The One Mistake That Kills New Publishers

Publishing a book and waiting for sales to happen. Amazon discovery is not organic — at least not initially. New books need velocity to establish rank: early sales, early reviews, early engagement. The publishers who succeed treat launch week like a campaign:

  • Telling their existing network (email list, social following, family)
  • Using Amazon's built-in advertising (AMS) to buy initial visibility
  • Sending review copies to relevant audiences
  • Cross-linking their own catalog (a buyer of Book 1 is the best prospect for Book 2)

Passive income is not the same as effortless income. The "passive" part comes after the launch effort establishes the book's organic rank. Before that, you're building an asset.

Where to Start

If you're serious about publishing word search books on KDP, the fastest way to understand what quality looks like is to study books that are already working.
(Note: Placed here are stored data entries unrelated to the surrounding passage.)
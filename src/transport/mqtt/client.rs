//! Impure I/O for the rumqttc-backed transport
//!
//! Each connection attempt gets its own `AsyncClient` and event-loop task.
//! The task never reconnects by itself: on any error it reports the loss and
//! exits, and the orchestrator decides what happens next.

use super::connection::configure_mqtt_options;
use super::message_handler::{EventRoute, MessageHandler};
use crate::signing::SignedConnectionDescriptor;
use crate::transport::{
    ConnectOptions, ConnectionId, LossReason, QoS, SessionEvent, SessionEventKind,
    SessionEventSender, SessionState, Transport, TransportConnector, TransportError,
    LOSS_REFUSED, LOSS_SOCKET_CLOSED,
};
use async_trait::async_trait;
use rumqttc::{AsyncClient, EventLoop};
use std::time::Duration;
use tokio::sync::watch;
use tokio::task::JoinHandle;
use tracing::{debug, error, info, warn};

const REQUEST_CHANNEL_CAPACITY: usize = 10;
const SHUTDOWN_GRACE: Duration = Duration::from_secs(2);
const DISCONNECT_FLUSH: Duration = Duration::from_millis(500);

/// Creates [`MqttTransport`]s over MQTT-over-WebSocket
#[derive(Debug, Default, Clone)]
pub struct MqttConnector;

impl MqttConnector {
    pub fn new() -> Self {
        Self
    }

    /// Wait for connection confirmation (ConnAck) with timeout
    async fn wait_for_connection_confirmation(
        mut state_rx: watch::Receiver<SessionState>,
        timeout: Duration,
    ) -> Result<(), TransportError> {
        let timeout_result = tokio::time::timeout(timeout, async {
            loop {
                if state_rx.changed().await.is_err() {
                    return Err(TransportError::ConnectFailed(
                        "State channel closed".to_string(),
                    ));
                }
                match *state_rx.borrow() {
                    SessionState::Connected => return Ok(()),
                    SessionState::Lost(ref reason) if reason.code == LOSS_REFUSED => {
                        return Err(TransportError::Refused(reason.message.clone()));
                    }
                    SessionState::Lost(ref reason) => {
                        return Err(TransportError::ConnectFailed(reason.message.clone()));
                    }
                    SessionState::Idle | SessionState::Disconnecting => {
                        return Err(TransportError::ConnectFailed(
                            "Closed before acknowledgement".to_string(),
                        ));
                    }
                    SessionState::Connecting => continue,
                }
            }
        })
        .await;

        match timeout_result {
            Ok(result) => result,
            Err(_) => Err(TransportError::ConnectTimeout(timeout)),
        }
    }
}

#[async_trait]
impl TransportConnector for MqttConnector {
    async fn connect(
        &self,
        descriptor: &SignedConnectionDescriptor,
        options: &ConnectOptions,
        connection_id: ConnectionId,
        events: SessionEventSender,
    ) -> Result<Box<dyn Transport>, TransportError> {
        let mqtt_options = configure_mqtt_options(descriptor, options)?;
        let (client, event_loop) = AsyncClient::new(mqtt_options, REQUEST_CHANNEL_CAPACITY);

        let (state_tx, state_rx) = watch::channel(SessionState::Connecting);
        let (shutdown_tx, shutdown_rx) = watch::channel(false);

        let handle = tokio::spawn(run_event_loop(
            connection_id,
            event_loop,
            state_tx,
            shutdown_rx,
            events,
        ));

        let mut transport = MqttTransport {
            connection_id,
            client,
            state_rx: state_rx.clone(),
            shutdown_tx,
            event_loop_handle: Some(handle),
        };

        if let Err(e) =
            Self::wait_for_connection_confirmation(state_rx, options.connect_timeout).await
        {
            warn!(connection_id, "MQTT connect failed: {}", e);
            let _ = transport.shutdown_tx.send(true);
            if let Some(handle) = transport.event_loop_handle.take() {
                handle.abort();
            }
            return Err(e);
        }

        info!(connection_id, client_id = %options.client_id, "MQTT connection acknowledged");
        Ok(Box::new(transport))
    }
}

/// Drive one rumqttc event loop until loss or shutdown
async fn run_event_loop(
    connection_id: ConnectionId,
    mut event_loop: EventLoop,
    state_tx: watch::Sender<SessionState>,
    mut shutdown_rx: watch::Receiver<bool>,
    events: SessionEventSender,
) {
    debug!(connection_id, "Starting MQTT event loop");

    loop {
        tokio::select! {
            changed = shutdown_rx.changed() => {
                if changed.is_err() || *shutdown_rx.borrow() {
                    // Flush the queued DISCONNECT before dropping the socket.
                    let _ = tokio::time::timeout(DISCONNECT_FLUSH, event_loop.poll()).await;
                    let _ = state_tx.send(SessionState::Idle);
                    break;
                }
            }

            result = event_loop.poll() => {
                match result {
                    Ok(event) => match MessageHandler::route_mqtt_event(&event) {
                        EventRoute::ConnectionAcknowledged => {
                            let _ = state_tx.send(SessionState::Connected);
                        }
                        EventRoute::MessageReceived { topic, payload } => {
                            debug!(target: "mqtt_transport", connection_id, "Received message on {}", topic);
                            let _ = events.send(SessionEvent {
                                connection_id,
                                kind: SessionEventKind::Message { topic, payload },
                            });
                        }
                        EventRoute::Disconnected => {
                            let reason = LossReason::abnormal(LOSS_SOCKET_CLOSED, "Broker disconnected");
                            report_loss(connection_id, reason, &state_tx, &events);
                            break;
                        }
                        EventRoute::SubscriptionConfirmed { packet_id, return_codes } => {
                            match MessageHandler::validate_subscription_success(&return_codes) {
                                Ok(()) => debug!(target: "mqtt_transport", connection_id, packet_id, "Subscription confirmed"),
                                Err(e) => warn!(connection_id, packet_id, "{}", e),
                            }
                        }
                        EventRoute::InfrastructureEvent(event_str) => {
                            debug!(target: "mqtt_transport", "MQTT event: {}", event_str);
                        }
                        EventRoute::OutgoingEvent => {}
                    },
                    Err(e) => {
                        let reason = MessageHandler::loss_reason(&e, *shutdown_rx.borrow());
                        if !reason.is_graceful() {
                            error!(connection_id, "MQTT event loop error: {}", e);
                        }
                        report_loss(connection_id, reason, &state_tx, &events);
                        break;
                    }
                }
            }
        }
    }

    debug!(connection_id, "MQTT event loop stopped");
}

fn report_loss(
    connection_id: ConnectionId,
    reason: LossReason,
    state_tx: &watch::Sender<SessionState>,
    events: &SessionEventSender,
) {
    let _ = state_tx.send(SessionState::Lost(reason.clone()));
    let _ = events.send(SessionEvent {
        connection_id,
        kind: SessionEventKind::ConnectionLost(reason),
    });
}

/// A connected rumqttc client
pub struct MqttTransport {
    connection_id: ConnectionId,
    client: AsyncClient,
    state_rx: watch::Receiver<SessionState>,
    shutdown_tx: watch::Sender<bool>,
    event_loop_handle: Option<JoinHandle<()>>,
}

impl MqttTransport {
    fn check_connection_state(&self) -> Result<(), TransportError> {
        if self.is_connected() {
            Ok(())
        } else {
            Err(TransportError::NotConnected)
        }
    }
}

#[async_trait]
impl Transport for MqttTransport {
    fn connection_id(&self) -> ConnectionId {
        self.connection_id
    }

    async fn subscribe(&self, topic: &str, qos: QoS) -> Result<(), TransportError> {
        self.check_connection_state()?;
        self.client
            .subscribe(topic, qos)
            .await
            .map_err(|e| TransportError::Subscribe {
                topic: topic.to_string(),
                reason: e.to_string(),
            })
    }

    async fn publish(
        &self,
        topic: &str,
        payload: Vec<u8>,
        qos: QoS,
    ) -> Result<(), TransportError> {
        self.check_connection_state()?;
        self.client
            .publish(topic, qos, false, payload)
            .await
            .map_err(|e| TransportError::Publish {
                topic: topic.to_string(),
                reason: e.to_string(),
            })
    }

    async fn disconnect(&mut self) -> Result<(), TransportError> {
        let queued = self.client.disconnect().await;
        let _ = self.shutdown_tx.send(true);

        if let Some(mut handle) = self.event_loop_handle.take() {
            match tokio::time::timeout(SHUTDOWN_GRACE, &mut handle).await {
                Ok(Ok(())) => debug!(connection_id = self.connection_id, "Event loop task shut down gracefully"),
                Ok(Err(e)) if !e.is_cancelled() => {
                    warn!(connection_id = self.connection_id, "Event loop task ended with error: {}", e);
                }
                Err(_) => {
                    handle.abort();
                    warn!(connection_id = self.connection_id, "Event loop task didn't shut down gracefully, aborted");
                }
                _ => {}
            }
        }

        queued.map_err(|e| TransportError::ConnectFailed(format!("disconnect: {e}")))
    }

    fn is_connected(&self) -> bool {
        matches!(*self.state_rx.borrow(), SessionState::Connected) && !*self.shutdown_tx.borrow()
    }

    fn state(&self) -> SessionState {
        self.state_rx.borrow().clone()
    }
}

impl Drop for MqttTransport {
    fn drop(&mut self) {
        if let Some(handle) = self.event_loop_handle.take() {
            handle.abort();
        }
    }
}

#[cfg(test)]
mod tests {
    use super::*;

    #[tokio::test]
    async fn test_confirmation_on_connack() {
        let (state_tx, state_rx) = watch::channel(SessionState::Connecting);
        let waiter = tokio::spawn(MqttConnector::wait_for_connection_confirmation(
            state_rx,
            Duration::from_secs(1),
        ));

        state_tx.send(SessionState::Connected).unwrap();
        assert_eq!(waiter.await.unwrap(), Ok(()));
    }

    #[tokio::test]
    async fn test_confirmation_maps_refusal() {
        let (state_tx, state_rx) = watch::channel(SessionState::Connecting);
        state_tx
            .send(SessionState::Lost(LossReason::abnormal(LOSS_REFUSED, "not authorized")))
            .unwrap();

        let result =
            MqttConnector::wait_for_connection_confirmation(state_rx, Duration::from_secs(1)).await;
        assert_eq!(result, Err(TransportError::Refused("not authorized".to_string())));
    }

    #[tokio::test]
    async fn test_confirmation_times_out() {
        let (_state_tx, state_rx) = watch::channel(SessionState::Connecting);
        let result =
            MqttConnector::wait_for_connection_confirmation(state_rx, Duration::from_millis(20))
                .await;
        assert_eq!(result, Err(TransportError::ConnectTimeout(Duration::from_millis(20))));
    }
}
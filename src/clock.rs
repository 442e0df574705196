//! Wall-clock abstraction
//!
//! Credential expiry, request signing and heartbeat staleness all compare
//! against "now". Routing every read through [`Clock`] lets tests pin time
//! with [`ManualClock`] instead of sleeping.

use chrono::{DateTime, Duration, Utc};
use std::sync::Mutex;

/// Source of the current UTC instant
pub trait Clock: Send + Sync {
    fn now(&self) -> DateTime<Utc>;
}

/// Clock backed by the system time
#[derive(Debug, Default, Clone, Copy)]
pub struct SystemClock;

impl Clock for SystemClock {
    fn now(&self) -> DateTime<Utc> {
        Utc::now()
    }
}

/// Manually driven clock for deterministic tests
#[derive(Debug)]
pub struct ManualClock {
    now: Mutex<DateTime<Utc>>,
}

impl ManualClock {
    pub fn new(start: DateTime<Utc>) -> Self {
        Self {
            now: Mutex::new(start),
        }
    }

    /// Move the clock forward by `by`
    pub fn advance(&self, by: Duration) {
        let mut now = self.now.lock().unwrap_or_else(|e| e.into_inner());
        *now += by;
    }

    /// Jump to an absolute instant
    pub fn set(&self, to: DateTime<Utc>) {
        let mut now = self.now.lock().unwrap_or_else(|e| e.into_inner());
        *now = to;
    }
}

impl Clock for ManualClock {
    fn now(&self) -> DateTime<Utc> {
        *self.now.lock().unwrap_or_else(|e| e.into_inner())
    }
}

/// Convert an epoch-milliseconds timestamp from a device payload
pub fn from_epoch_millis(millis: i64) -> Option<DateTime<Utc>> {
    DateTime::<Utc>::from_timestamp_millis(millis)
}
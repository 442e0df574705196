//! MQTT-over-WebSocket transport built on rumqttc
//!
//! - [`connection`] - pure option construction from a signed descriptor
//! - [`message_handler`] - pure event routing and loss classification
//! - [`client`] - the connector, the event-loop task and the transport handle

pub mod client;
pub mod connection;
pub mod message_handler;

pub use client::{MqttConnector, MqttTransport};
pub use connection::configure_mqtt_options;
pub use message_handler::{EventRoute, MessageHandler};
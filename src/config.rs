//! Operator console configuration
//!
//! Loaded once at startup from TOML and shared read-only (`Arc<ConsoleConfig>`)
//! with every component. Nothing in the core looks configuration up globally.

use chrono::Duration;
use serde::{Deserialize, Serialize};
use std::path::Path;
use thiserror::Error;

/// Main console configuration structure
#[derive(Debug, Clone, Serialize, Deserialize, PartialEq)]
pub struct ConsoleConfig {
    pub iot: IotSection,
    pub identity: IdentitySection,
    pub console: ConsoleSection,
    #[serde(default)]
    pub liveness: LivenessSection,
    #[serde(default)]
    pub reconnect: ReconnectSection,
    #[serde(default)]
    pub transport: TransportSection,
}

/// IoT endpoint and device addressing
#[derive(Debug, Clone, Serialize, Deserialize, PartialEq)]
pub struct IotSection {
    /// Region identifier, e.g. "ap-northeast-1"
    pub region: String,
    /// Device gateway host (no scheme, no path)
    pub endpoint: String,
    /// Thing identifier of the robot
    pub thing_name: String,
    /// Named shadow holding the robot's reported state
    pub shadow_name: String,
    /// Namespace for the robot's own topics (`{ns}/{thing}/status`)
    #[serde(default = "default_topic_namespace")]
    pub topic_namespace: String,
    /// Reserved prefix for shadow topics
    #[serde(default = "default_shadow_prefix")]
    pub shadow_topic_prefix: String,
    /// Service name used in the credential scope
    #[serde(default = "default_service_name")]
    pub service_name: String,
    /// How long a signed connection URL stays valid after issue
    #[serde(default = "default_signing_window")]
    pub signing_window_secs: u64,
}

/// Identity exchange settings
#[derive(Debug, Clone, Serialize, Deserialize, PartialEq)]
pub struct IdentitySection {
    pub identity_pool_id: String,
    pub user_pool_id: String,
    /// Environment variable holding the identity proof (id token)
    #[serde(default = "default_id_token_env")]
    pub id_token_env: String,
    /// Override for the exchange endpoint (defaults to the regional endpoint)
    pub endpoint: Option<String>,
    /// Cached credentials are refreshed this long before they expire
    #[serde(default = "default_refresh_skew")]
    pub refresh_skew_secs: u64,
    /// Consecutive acquisition failures tolerated before giving up
    #[serde(default = "default_credential_attempts")]
    pub max_attempts: u32,
    #[serde(default = "default_request_timeout")]
    pub request_timeout_secs: u64,
    /// Pause between failed acquisition attempts
    #[serde(default = "default_credential_retry_delay")]
    pub retry_delay_ms: u64,
}

/// Operator-facing settings
#[derive(Debug, Clone, Serialize, Deserialize, PartialEq)]
pub struct ConsoleSection {
    /// Destinations the robot may be called to
    pub destinations: Vec<String>,
    /// Address the HTTP console listens on
    #[serde(default = "default_bind")]
    pub bind: String,
}

/// Heartbeat staleness thresholds
#[derive(Debug, Clone, Serialize, Deserialize, PartialEq)]
pub struct LivenessSection {
    #[serde(default = "default_tick_interval")]
    pub tick_interval_ms: u64,
    #[serde(default = "default_soft_threshold")]
    pub soft_threshold_ms: u64,
    #[serde(default = "default_hard_threshold")]
    pub hard_threshold_ms: u64,
    #[serde(default = "default_resync_cooldown")]
    pub resync_cooldown_ms: u64,
}

impl Default for LivenessSection {
    fn default() -> Self {
        Self {
            tick_interval_ms: default_tick_interval(),
            soft_threshold_ms: default_soft_threshold(),
            hard_threshold_ms: default_hard_threshold(),
            resync_cooldown_ms: default_resync_cooldown(),
        }
    }
}

/// Reconnect backoff
#[derive(Debug, Clone, Serialize, Deserialize, PartialEq)]
pub struct ReconnectSection {
    #[serde(default = "default_initial_delay")]
    pub initial_delay_ms: u64,
    #[serde(default = "default_max_delay")]
    pub max_delay_ms: u64,
    #[serde(default = "default_multiplier")]
    pub multiplier: u32,
    /// Maximum reconnection attempts (None = unlimited)
    pub max_attempts: Option<u32>,
}

impl Default for ReconnectSection {
    fn default() -> Self {
        Self {
            initial_delay_ms: default_initial_delay(),
            max_delay_ms: default_max_delay(),
            multiplier: default_multiplier(),
            max_attempts: None,
        }
    }
}

/// Transport connection options
#[derive(Debug, Clone, Serialize, Deserialize, PartialEq)]
pub struct TransportSection {
    #[serde(default = "default_keep_alive")]
    pub keep_alive_secs: u64,
    #[serde(default = "default_connect_timeout")]
    pub connect_timeout_secs: u64,
    #[serde(default = "default_clean_session")]
    pub clean_session: bool,
}

impl Default for TransportSection {
    fn default() -> Self {
        Self {
            keep_alive_secs: default_keep_alive(),
            connect_timeout_secs: default_connect_timeout(),
            clean_session: default_clean_session(),
        }
    }
}

fn default_topic_namespace() -> String {
    "amr".to_string()
}

fn default_shadow_prefix() -> String {
    "$aws/things".to_string()
}

fn default_service_name() -> String {
    "iotdevicegateway".to_string()
}

fn default_signing_window() -> u64 {
    300
}

fn default_id_token_env() -> String {
    "AMR_ID_TOKEN".to_string()
}

fn default_refresh_skew() -> u64 {
    60
}

fn default_credential_attempts() -> u32 {
    3
}

fn default_request_timeout() -> u64 {
    10
}

fn default_credential_retry_delay() -> u64 {
    500
}

fn default_bind() -> String {
    "127.0.0.1:8080".to_string()
}

fn default_tick_interval() -> u64 {
    1000
}

fn default_soft_threshold() -> u64 {
    25_000
}

fn default_hard_threshold() -> u64 {
    120_000
}

fn default_resync_cooldown() -> u64 {
    10_000
}

fn default_initial_delay() -> u64 {
    1000
}

fn default_max_delay() -> u64 {
    30_000
}

fn default_multiplier() -> u32 {
    2
}

fn default_keep_alive() -> u64 {
    60
}

fn default_connect_timeout() -> u64 {
    10
}

fn default_clean_session() -> bool {
    true
}

/// Longest validity a presigned URL may be given
const MAX_SIGNING_WINDOW_SECS: u64 = 7 * 24 * 60 * 60;
const MAX_REFRESH_SKEW_SECS: u64 = 24 * 60 * 60;
/// Upper bound for every millisecond timing knob
const MAX_DURATION_MS: u64 = 24 * 60 * 60 * 1000;

/// Configuration loading errors
#[derive(Debug, Error)]
pub enum ConfigError {
    #[error("Failed to read config file: {0}")]
    FileRead(#[from] std::io::Error),
    #[error("Failed to parse TOML: {0}")]
    TomlParse(#[from] toml::de::Error),
    #[error("Environment variable not found: {0}")]
    EnvVarNotFound(String),
    #[error("Invalid thing name: {0}")]
    InvalidThingName(String),
    #[error("Invalid configuration: {0}")]
    InvalidConfig(String),
}

impl ConsoleConfig {
    /// Load configuration from TOML file and validate it
    pub fn load_from_file(path: &Path) -> Result<Self, ConfigError> {
        let content = std::fs::read_to_string(path)?;
        Self::from_toml_str(&content)
    }

    /// Parse and validate configuration from a TOML string
    pub fn from_toml_str(content: &str) -> Result<Self, ConfigError> {
        let config: ConsoleConfig = toml::from_str(content)?;
        config.validate()?;
        Ok(config)
    }

    /// Check cross-field constraints serde cannot express
    pub fn validate(&self) -> Result<(), ConfigError> {
        require_non_empty("iot.region", &self.iot.region)?;
        require_non_empty("iot.endpoint", &self.iot.endpoint)?;
        require_non_empty("iot.shadow_name", &self.iot.shadow_name)?;
        require_non_empty("iot.topic_namespace", &self.iot.topic_namespace)?;
        require_non_empty("identity.identity_pool_id", &self.identity.identity_pool_id)?;
        require_non_empty("identity.user_pool_id", &self.identity.user_pool_id)?;
        validate_thing_name(&self.iot.thing_name)?;

        if self.iot.endpoint.contains("://") || self.iot.endpoint.contains('/') {
            return Err(ConfigError::InvalidConfig(format!(
                "iot.endpoint must be a bare host, got '{}'",
                self.iot.endpoint
            )));
        }

        if self.iot.signing_window_secs == 0
            || self.iot.signing_window_secs > MAX_SIGNING_WINDOW_SECS
        {
            return Err(ConfigError::InvalidConfig(format!(
                "iot.signing_window_secs must be between 1 and {MAX_SIGNING_WINDOW_SECS}"
            )));
        }
        if self.identity.refresh_skew_secs > MAX_REFRESH_SKEW_SECS {
            return Err(ConfigError::InvalidConfig(format!(
                "identity.refresh_skew_secs must be at most {MAX_REFRESH_SKEW_SECS}"
            )));
        }

        if self.console.destinations.is_empty() {
            return Err(ConfigError::InvalidConfig(
                "console.destinations must list at least one destination".to_string(),
            ));
        }
        if self.console.destinations.iter().any(|d| d.trim().is_empty()) {
            return Err(ConfigError::InvalidConfig(
                "console.destinations must not contain empty entries".to_string(),
            ));
        }

        if self.console.bind.parse::<std::net::SocketAddr>().is_err() {
            return Err(ConfigError::InvalidConfig(format!(
                "console.bind must be a socket address, got '{}'",
                self.console.bind
            )));
        }

        if self.identity.max_attempts == 0 {
            return Err(ConfigError::InvalidConfig(
                "identity.max_attempts must be greater than 0".to_string(),
            ));
        }

        let liveness = &self.liveness;
        let durations_ms = [
            ("liveness.tick_interval_ms", liveness.tick_interval_ms),
            ("liveness.soft_threshold_ms", liveness.soft_threshold_ms),
            ("liveness.hard_threshold_ms", liveness.hard_threshold_ms),
            ("liveness.resync_cooldown_ms", liveness.resync_cooldown_ms),
            ("reconnect.max_delay_ms", self.reconnect.max_delay_ms),
            ("identity.retry_delay_ms", self.identity.retry_delay_ms),
        ];
        if let Some((field, _)) = durations_ms.iter().find(|(_, ms)| *ms > MAX_DURATION_MS) {
            return Err(ConfigError::InvalidConfig(format!(
                "{field} must be at most {MAX_DURATION_MS}"
            )));
        }
        if liveness.tick_interval_ms == 0 {
            return Err(ConfigError::InvalidConfig(
                "liveness.tick_interval_ms must be greater than 0".to_string(),
            ));
        }
        if liveness.hard_threshold_ms <= liveness.soft_threshold_ms {
            return Err(ConfigError::InvalidConfig(format!(
                "liveness.hard_threshold_ms ({}) must be greater than soft_threshold_ms ({})",
                liveness.hard_threshold_ms, liveness.soft_threshold_ms
            )));
        }

        let reconnect = &self.reconnect;
        if reconnect.initial_delay_ms == 0 || reconnect.initial_delay_ms > reconnect.max_delay_ms
        {
            return Err(ConfigError::InvalidConfig(
                "reconnect.initial_delay_ms must be > 0 and <= max_delay_ms".to_string(),
            ));
        }
        if reconnect.multiplier == 0 {
            return Err(ConfigError::InvalidConfig(
                "reconnect.multiplier must be greater than 0".to_string(),
            ));
        }
        if reconnect.max_attempts == Some(0) {
            return Err(ConfigError::InvalidConfig(
                "reconnect.max_attempts must be greater than 0 or omitted for unlimited"
                    .to_string(),
            ));
        }

        Ok(())
    }

    /// Read the identity proof from the configured environment variable
    pub fn get_id_token(&self) -> Result<String, ConfigError> {
        std::env::var(&self.identity.id_token_env)
            .map_err(|_| ConfigError::EnvVarNotFound(self.identity.id_token_env.clone()))
    }

    pub fn refresh_skew(&self) -> Duration {
        Duration::seconds(self.identity.refresh_skew_secs as i64)
    }

    /// Create a test configuration for unit testing
    #[cfg(test)]
    pub fn test_config() -> Self {
        let toml_content = r#"
[iot]
region = "us-east-1"
endpoint = "example-ats.iot.us-east-1.amazonaws.com"
thing_name = "AMR-001"
shadow_name = "robot"

[identity]
identity_pool_id = "us-east-1:00000000-0000-0000-0000-000000000000"
user_pool_id = "us-east-1_TESTPOOL"

[console]
destinations = ["A-01", "B-02", "C-03"]
"#;
        toml::from_str(toml_content).expect("Test config should parse")
    }
}

fn require_non_empty(field: &str, value: &str) -> Result<(), ConfigError> {
    if value.trim().is_empty() {
        return Err(ConfigError::InvalidConfig(format!("{field} must not be empty")));
    }
    Ok(())
}

/// Thing names are restricted to `[a-zA-Z0-9:_-]+`
fn validate_thing_name(thing_name: &str) -> Result<(), ConfigError> {
    let valid_chars = thing_name
        .chars()
        .all(|c| c.is_ascii_alphanumeric() || c == ':' || c == '_' || c == '-');

    if thing_name.is_empty() || !valid_chars {
        return Err(ConfigError::InvalidThingName(format!(
            "Thing name '{thing_name}' must match pattern [a-zA-Z0-9:_-]+"
        )));
    }

    Ok(())
}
Browse the RCJ catalog — four titles across distinct niches, all optimized for the senior and enthusiast puzzle market. Note the themes, the formatting, the pricing, and the category placement.

Better yet, download the free puzzle samples and see the format at full scale. Understanding what a well-executed puzzle book looks like before you start building one is worth more than most paid courses on the subject.

The market for word search puzzle books on Amazon is large, growing, and not dominated by big publishers. It's one of the cleaner opportunities in self-publishing for someone willing to invest time in quality rather than cutting corners to publish as many titles as possible.